I'm developing a telegram bot in which the user sends a voice message, the bot transcribes it and sends back what was said in text. For that I am using the python-telegram-bot library and the speech_recognition library with the google engine. My problem is, the voice messages sent by the users are .mp3, however in order to transcribe them i need to convert them to .wav. In order to do that I have to download the file sent to the bot. Is there a way to avoid that? I understand this is not an efficient and a safe way to do this since many active users at once will result in race conditions and takes a lot of space.


def voice_handler(update, context):
    bot = context.bot
    file = bot.getFile(update.message.voice.file_id)
    file.download('voice.mp3')
    filename = "voice.wav"
    
    # convert mp3 to wav file
    subprocess.call(['ffmpeg', '-i', 'voice.mp3',
                         'voice.wav', '-y'])

    # initialize the recognizer
    r = sr.Recognizer()
    
    # open the file
    with sr.AudioFile(filename) as source:
    
        # listen for the data (load audio to memory)
        audio_data = r.record(source)
        # recognize (convert from speech to text)
        text = r.recognize_google(audio_data, language='ar-AR')
        
        
def main() -> None:
    updater.dispatcher.add_handler(MessageHandler(Filters.voice, voice_handler))

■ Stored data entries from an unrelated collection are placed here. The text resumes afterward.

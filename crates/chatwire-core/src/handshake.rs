//! Authentication handshake state machine.
//!
//! Turns a credential submission into an authenticated [`UserContext`] or a
//! typed [`HandshakeFailure`]. One transition function, [`Handshake::handle`],
//! consumes [`HandshakeEvent`]s and returns [`HandshakeAction`]s; the caller
//! writes `Send` envelopes to the transport and reports server responses,
//! transport loss, and clock ticks back in.
//!
//! # State Machine
//!
//! ```text
//! ┌──────┐ ready  ┌─────────────────────┐ submit ┌───────────────────┐
//! │ Idle │───────>│ AwaitingCredentials │───────>│ AwaitingServerAck │
//! └──────┘        └─────────────────────┘        └───────────────────┘
//!    ^                                                     │
//!    │ signup ok        ┌───────────────┬──────────────────┼──────────────┐
//!    └──────────────────┤ login ok      │ failure          │ deadline     │ lost
//!                       ↓               ↓                  ↓              ↓
//!              ┌───────────────┐  ┌──────────┐      ┌──────────┐  ┌────────────────┐
//!              │ Authenticated │  │ Rejected │      │ TimedOut │  │ ConnectionLost │
//!              └───────────────┘  └──────────┘      └──────────┘  └────────────────┘
//! ```
//!
//! `Idle` and `Rejected` also accept a submission directly.
//!
//! Only one submission may be in flight. `TimedOut` and `ConnectionLost` are
//! terminal: recovery is a fresh session with a fresh handshake.

use std::{fmt, ops::Sub, time::Duration};

use chatwire_proto::{Envelope, EnvelopeKind, UserId};
use tracing::{debug, info, warn};

use crate::{
    context::UserContext,
    error::{HandshakeError, HandshakeFailure},
    session::DEFAULT_HANDSHAKE_TIMEOUT,
};

/// Which credential exchange a submission performs.
#[derive(Debug, Clone, Copy, PartialEq, Eq, Hash, Default)]
pub enum CredentialMode {
    /// Authenticate an existing account
    #[default]
    Login,
    /// Register a new account
    Signup,
}

/// Username and password entered by the user.
#[derive(Clone, PartialEq, Eq)]
pub struct Credentials {
    mode: CredentialMode,
    username: String,
    password: String,
}

impl Credentials {
    /// Credentials for a login.
    pub fn login(username: impl Into<String>, password: impl Into<String>) -> Self {
        Self { mode: CredentialMode::Login, username: username.into(), password: password.into() }
    }

    /// Credentials for a signup.
    pub fn signup(username: impl Into<String>, password: impl Into<String>) -> Self {
        Self { mode: CredentialMode::Signup, username: username.into(), password: password.into() }
    }

    /// Exchange these credentials are for.
    pub fn mode(&self) -> CredentialMode {
        self.mode
    }

    /// Username as entered.
    pub fn username(&self) -> &str {
        &self.username
    }

    fn is_blank(&self) -> bool {
        self.username.trim().is_empty() || self.password.trim().is_empty()
    }

    fn into_envelope(self, user: UserId) -> Envelope {
        match self.mode {
            CredentialMode::Login => Envelope::login(user, self.password),
            CredentialMode::Signup => Envelope::signup(user, self.password),
        }
    }
}

impl fmt::Debug for Credentials {
    fn fmt(&self, f: &mut fmt::Formatter<'_>) -> fmt::Result {
        f.debug_struct("Credentials")
            .field("mode", &self.mode)
            .field("username", &self.username)
            .field("password", &"<redacted>")
            .finish()
    }
}

/// Handshake state
#[derive(Debug, Clone, PartialEq, Eq)]
pub enum HandshakeState {
    /// Transport not ready, or a signup just completed
    Idle,
    /// Transport ready, nothing submitted yet
    AwaitingCredentials,
    /// Submission sent, waiting for the matching result
    AwaitingServerAck {
        /// Exchange in flight
        mode: CredentialMode,
    },
    /// Server accepted a login
    Authenticated,
    /// Server refused the last submission
    Rejected {
        /// Server-provided explanation, verbatim
        message: String,
    },
    /// Server did not answer in time
    TimedOut,
    /// Transport lost while waiting for the server
    ConnectionLost,
}

impl HandshakeState {
    /// True for `TimedOut` and `ConnectionLost`.
    pub fn is_terminal(&self) -> bool {
        matches!(self, Self::TimedOut | Self::ConnectionLost)
    }
}

/// Events fed into the handshake.
#[derive(Debug, Clone, PartialEq, Eq)]
pub enum HandshakeEvent {
    /// Transport is connected
    TransportReady,
    /// User submitted credentials
    Submit(Credentials),
    /// Server result envelope
    Response(Envelope),
    /// Transport closed or failed
    TransportLost,
    /// Clock tick for timeout processing
    Tick,
}

/// Actions returned by the handshake.
#[derive(Debug, Clone, PartialEq, Eq)]
pub enum HandshakeAction {
    /// Write this envelope to the transport
    Send(Envelope),
    /// Login accepted
    Authenticated(UserContext),
    /// Server refused the submission
    Rejected {
        /// Server-provided explanation, verbatim
        message: String,
    },
    /// Signup accepted; the user should now log in
    SignedUp {
        /// Server-provided confirmation
        message: String,
    },
    /// No response within the handshake timeout
    TimedOut {
        /// How long we waited
        elapsed: Duration,
    },
    /// Transport lost while a response was outstanding
    ConnectionLost,
}

impl HandshakeAction {
    /// The failure this action reports, if it reports one.
    pub fn failure(&self) -> Option<HandshakeFailure> {
        match self {
            Self::Rejected { message } => {
                Some(HandshakeFailure::Rejected { message: message.clone() })
            },
            Self::TimedOut { elapsed } => Some(HandshakeFailure::Timeout { elapsed: *elapsed }),
            Self::ConnectionLost => Some(HandshakeFailure::ConnectionLost),
            Self::Send(_) | Self::Authenticated(_) | Self::SignedUp { .. } => None,
        }
    }
}

#[derive(Debug, Clone)]
struct Pending<I> {
    user: UserId,
    sent_at: I,
}

/// Credential exchange for one session.
///
/// Generic over `Instant` to support both real time and virtual time for
/// deterministic testing.
#[derive(Debug, Clone)]
pub struct Handshake<I> {
    state: HandshakeState,
    mode: CredentialMode,
    timeout: Duration,
    pending: Option<Pending<I>>,
}

impl<I> Default for Handshake<I>
where
    I: Copy + Ord + Sub<Output = Duration>,
{
    fn default() -> Self {
        Self::new(DEFAULT_HANDSHAKE_TIMEOUT)
    }
}

impl<I> Handshake<I>
where
    I: Copy + Ord + Sub<Output = Duration>,
{
    /// Create a handshake in [`HandshakeState::Idle`].
    pub fn new(timeout: Duration) -> Self {
        Self { state: HandshakeState::Idle, mode: CredentialMode::Login, timeout, pending: None }
    }

    /// Current handshake state
    #[must_use]
    pub fn state(&self) -> &HandshakeState {
        &self.state
    }

    /// Mode of the last submission. Switches back to `Login` after a signup
    /// succeeds.
    #[must_use]
    pub fn mode(&self) -> CredentialMode {
        self.mode
    }

    /// True while a submission awaits the server.
    #[must_use]
    pub fn is_busy(&self) -> bool {
        matches!(self.state, HandshakeState::AwaitingServerAck { .. })
    }

    /// Process one event.
    ///
    /// # Errors
    ///
    /// - `HandshakeError::SessionBusy` on submit while a submission is in
    ///   flight
    /// - `HandshakeError::MissingCredentials` on blank username or password
    /// - `HandshakeError::InvalidState` on submit after authentication or a
    ///   terminal failure, or on a repeated `TransportReady`
    /// - `HandshakeError::UnexpectedResponse` on a result that does not match
    ///   the outstanding submission
    pub fn handle(
        &mut self,
        event: HandshakeEvent,
        now: I,
    ) -> Result<Vec<HandshakeAction>, HandshakeError> {
        match event {
            HandshakeEvent::TransportReady => self.transport_ready(),
            HandshakeEvent::Submit(credentials) => self.submit(credentials, now),
            HandshakeEvent::Response(envelope) => self.response(envelope),
            HandshakeEvent::TransportLost => Ok(self.transport_lost()),
            HandshakeEvent::Tick => Ok(self.tick(now)),
        }
    }

    fn transport_ready(&mut self) -> Result<Vec<HandshakeAction>, HandshakeError> {
        match self.state {
            HandshakeState::Idle => {
                self.state = HandshakeState::AwaitingCredentials;
                Ok(Vec::new())
            },
            HandshakeState::AwaitingCredentials => Ok(Vec::new()),
            _ => Err(HandshakeError::InvalidState {
                state: self.state.clone(),
                operation: "transport_ready",
            }),
        }
    }

    fn submit(
        &mut self,
        credentials: Credentials,
        now: I,
    ) -> Result<Vec<HandshakeAction>, HandshakeError> {
        match self.state {
            HandshakeState::AwaitingServerAck { .. } => return Err(HandshakeError::SessionBusy),
            HandshakeState::Authenticated
            | HandshakeState::TimedOut
            | HandshakeState::ConnectionLost => {
                return Err(HandshakeError::InvalidState {
                    state: self.state.clone(),
                    operation: "submit",
                });
            },
            HandshakeState::Idle
            | HandshakeState::AwaitingCredentials
            | HandshakeState::Rejected { .. } => {},
        }

        if credentials.is_blank() {
            return Err(HandshakeError::MissingCredentials);
        }

        let mode = credentials.mode();
        let user = UserId::new(credentials.username().trim());
        let envelope = credentials.into_envelope(user.clone());

        debug!(?mode, %user, "submitting credentials");
        self.mode = mode;
        self.state = HandshakeState::AwaitingServerAck { mode };
        self.pending = Some(Pending { user, sent_at: now });

        Ok(vec![HandshakeAction::Send(envelope)])
    }

    fn response(&mut self, envelope: Envelope) -> Result<Vec<HandshakeAction>, HandshakeError> {
        let HandshakeState::AwaitingServerAck { mode } = self.state else {
            warn!(kind = %envelope.kind(), state = ?self.state, "result outside a submission");
            return Err(HandshakeError::UnexpectedResponse {
                kind: envelope.kind().clone(),
                state: self.state.clone(),
            });
        };

        let expected = match mode {
            CredentialMode::Login => EnvelopeKind::LoginResult,
            CredentialMode::Signup => EnvelopeKind::SignupResult,
        };
        if *envelope.kind() != expected {
            warn!(kind = %envelope.kind(), %expected, "result does not match submission");
            return Err(HandshakeError::UnexpectedResponse {
                kind: envelope.kind().clone(),
                state: self.state.clone(),
            });
        }

        let pending = self.pending.take();
        let message = envelope.payload().to_string();

        if !envelope.is_success() {
            info!(?mode, %message, "credentials rejected");
            self.state = HandshakeState::Rejected { message: message.clone() };
            return Ok(vec![HandshakeAction::Rejected { message }]);
        }

        match (mode, pending) {
            (CredentialMode::Login, Some(pending)) => {
                info!(user = %pending.user, "authenticated");
                self.state = HandshakeState::Authenticated;
                Ok(vec![HandshakeAction::Authenticated(UserContext::new(pending.user))])
            },
            (CredentialMode::Signup, _) => {
                info!(%message, "signed up, switching to login");
                self.state = HandshakeState::Idle;
                self.mode = CredentialMode::Login;
                Ok(vec![HandshakeAction::SignedUp { message }])
            },
            (CredentialMode::Login, None) => Err(HandshakeError::UnexpectedResponse {
                kind: envelope.kind().clone(),
                state: self.state.clone(),
            }),
        }
    }

    fn transport_lost(&mut self) -> Vec<HandshakeAction> {
        match self.state {
            HandshakeState::AwaitingServerAck { .. } => {
                warn!("transport lost while awaiting server");
                self.pending = None;
                self.state = HandshakeState::ConnectionLost;
                vec![HandshakeAction::ConnectionLost]
            },
            HandshakeState::Idle
            | HandshakeState::AwaitingCredentials
            | HandshakeState::Rejected { .. } => {
                self.state = HandshakeState::ConnectionLost;
                Vec::new()
            },
            HandshakeState::Authenticated
            | HandshakeState::TimedOut
            | HandshakeState::ConnectionLost => Vec::new(),
        }
    }

    fn tick(&mut self, now: I) -> Vec<HandshakeAction> {
        let Some(pending) = &self.pending else {
            return Vec::new();
        };

        let elapsed = now - pending.sent_at;
        if elapsed > self.timeout {
            warn!(?elapsed, "handshake timed out");
            self.pending = None;
            self.state = HandshakeState::TimedOut;
            return vec![HandshakeAction::TimedOut { elapsed }];
        }

        Vec::new()
    }
}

some function can use `file-like` object instead of `filename` and you can use `io.BytesIO` to create `file-like` object in memory - and you can write and read it as normal file. — furas, Jun 24 '22 at 13:57
you run external program `ffmpeg` so you may have to save it in file - because it can't run with Python object. Eventually you can check if `ffmpeg` can work with stream from `stdin` and send result to `stdout` — furas, Jun 24 '22 at 13:59
funny is `Speech Recognition` uses `Google Speech-To-Text` and it has to send `wav` but `Speech-To-Text API` works also with `mp3` - Maybe you use directly `Speech-To-Text API` but this needs to register own application on Google to get `API Key` - [Speech-To-Text](https://cloud.google.com/speech-to-text) — furas, Jun 24 '22 at 14:12
here is [source code](https://github.com/Uberi/speech_recognition/blob/master/speech_recognition/__init__.py#L858) in which `Speech Recognition` uses `Google Speech-To-Text`. Funny is this code convert `wav` to `flac` before sending. But you could modify it to send directly `mp3` (without using `AudioData` and without converting to `flac`). — furas, Jun 24 '22 at 14:37

score 0 · Answer 1 · answered Jun 25 '22 at 06:20

As pointed out in the comments, one option could be to download the file to memory and not to disk. If that does not work out for you, you can just give the file a unique id each time - e.g. use the users user_id or even an uuid - which will prevent files from being overridden.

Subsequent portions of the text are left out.